By NewsDesk @bactiman63
In a new study published this week in the journal, Open Forum Infectious Diseases, researchers from the University of Arizona and others estimated the lifetime cost-of-illness associated with all cases of Valley fever diagnosed in 2019 in Arizona.
In 2019, Arizona saw 10,359 cases of Valley fever accounting for a majority of cases seen in the US.

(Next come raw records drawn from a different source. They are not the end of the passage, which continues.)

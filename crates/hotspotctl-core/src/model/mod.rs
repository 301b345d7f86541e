// ── Domain model ──
//
// Typed, read-only views of router rows. Every type here is a transient
// in-process copy of remote state, valid for the duration of one request;
// the router stays the only system of record. Field names serialize in the
// router's own hyphenated form so JSON output matches what RouterOS shows.

pub mod account;
pub mod hotspot;
pub mod record_id;
pub mod session;
pub mod system;

// ── Re-exports ──────────────────────────────────────────────────────

pub use account::Account;
pub use hotspot::{HotspotProfile, HotspotUser, Voucher};
pub use record_id::RecordId;
pub use session::ActiveSession;
pub use system::RouterInfo;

Total lifetime costs of $736 million were estimated for the 10,359 cases of Valley fever diagnosed in Arizona in 2019. Direct costs of $671 million accounted for over 90% of expenditures, with $65 million in indirect costs. Disseminated infection produces the highest economic burden at $1.26 million direct and $137,400 indirect costs per person. The lowest Valley fever lifetime costs were for cases of primary uncomplicated pneumonia with $23,200 in direct costs and $1,300 in lost wages. The average lifetime direct costs across all Valley fever manifestations are $64,800 per person diagnosed in Arizona in 2019 and $6,300 for indirect costs.
Valley Fever, also known as coccidioidomycosis, is caused by the spore of a fungus that grows in soil in parts of California, Arizona, and other areas of the southwestern United States.
People get infected with this fungus by breathing in spores present in dust that gets into the air when it is windy or when soil is disturbed, such as through digging during construction.
A person can reduce the risk of infection by avoiding breathing in dirt or dust in areas where Valley Fever is common. In these areas, when it is windy outside and the air is dusty, stay inside and keep windows and doors closed. While driving, keep car windows closed and use recirculating air conditioning, if available. If you must be outdoors when it is windy and dusty, consider wearing a properly fitted mask (such as an N95 respirator mask, which is widely available in retail stores), and refrain from disturbing the soil whenever possible. Employers should train their workers about Valley Fever symptoms and take steps to limit workers’ exposure to dust.
Most infected people will not show signs of illness. Those who do become ill with Valley Fever may have symptoms similar to other illnesses, including influenza or bacterial or viral pneumonia, so Valley Fever is not always recognized. The flu-like symptoms can last for two weeks or more. While most people recover fully, some people are at risk for more severe disease or complications of Valley Fever such as pneumonia, infection of the brain, joints, bone, skin or other organs. People with an increased risk for severe disease include those 60 years or older, pregnant women, and people with diabetes or conditions that weaken their immune system. Additionally, African-Americans and Filipinos are at increased risk for severe disease, but the reason is unknown.